Internet Engineering Task Force                         F. Badii
Internet-Draft                                          Digital Medusa
Intended status: Informational                          Jo Levy
                                                        ARDC
Expires: September 24, 2026                             S. McKenna
                                                        Sequentum
                                                        March 24, 2026


         Best Practices for Responsible Web Data Collection
               draft-farzdusa-webbot-datacollection-00

Abstract

   The IETF develops standards and protocols to make the internet work
   better, adhering to principles of openness and decentralization.
   Industry best practices and protocols for automated web data
   collection have long existed, but have not been documented at the
   IETF.

   For decades, researchers, universities, journalists, public interest
   groups, and commercial entities have used automated tools to access
   and collect public web data (sometimes referred to as data scraping,
   web crawling, or text and data mining) for a wide range of uses
   [I-D.farzdusa-aipref-enduser].  Examples of these uses include
   extraction of pricing information for market intelligence or to
   create a consumer price index, comparative real estate analysis to
   support underwriting of loans and mortgages, webpage archiving to
   preserve human knowledge, preserving government websites to hold
   political powers accountable, journalist research and reporting, and
   university and scientific research.  Recently, innovations in
   artificial intelligence have significantly increased the automated
   collection of public web data, creating tensions between the use of
   AI to equalize and increase access to knowledge and the disruption
   of existing Internet models, including non-profit repositories that
   face increased demands for access and businesses that profit from
   free web access to human viewers.

   This document lists a set of technical best practices that are
   prevalent across industries for the automated collection of public
   web data.  It provides protocols for how automated tools access and
   collect publicly available web data, including volume control,
   transparency, documentation, and access, that can be implemented by
   any automated data collector.  It applies principles of net
   neutrality to the collection of data, providing uniform guidance
   regardless of the identity of the data collector or website
   operator, the location of the collection, or the applicable legal
   jurisdiction.

Status of This Memo

   This Internet-Draft is submitted in full conformance with the
   provisions of BCP 78 and BCP 79.

   Internet-Drafts are working documents of the Internet Engineering
   Task Force (IETF).  Note that other groups may also distribute
   working documents as Internet-Drafts.  The list of current
   Internet-Drafts is at https://datatracker.ietf.org/drafts/current/.

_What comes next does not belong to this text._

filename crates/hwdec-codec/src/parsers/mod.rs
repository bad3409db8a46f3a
//! 码流解析器.

pub mod h264;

   Internet-Drafts are draft documents valid for a maximum of six
   months and may be updated, replaced, or obsoleted by other documents
   at any time.  It is inappropriate to use Internet-Drafts as
   reference material or to cite them other than as "work in progress."

   This Internet-Draft will expire on September 24, 2026.

Copyright Notice

   Copyright (c) 2026 IETF Trust and the persons identified as the
   document authors.  All rights reserved.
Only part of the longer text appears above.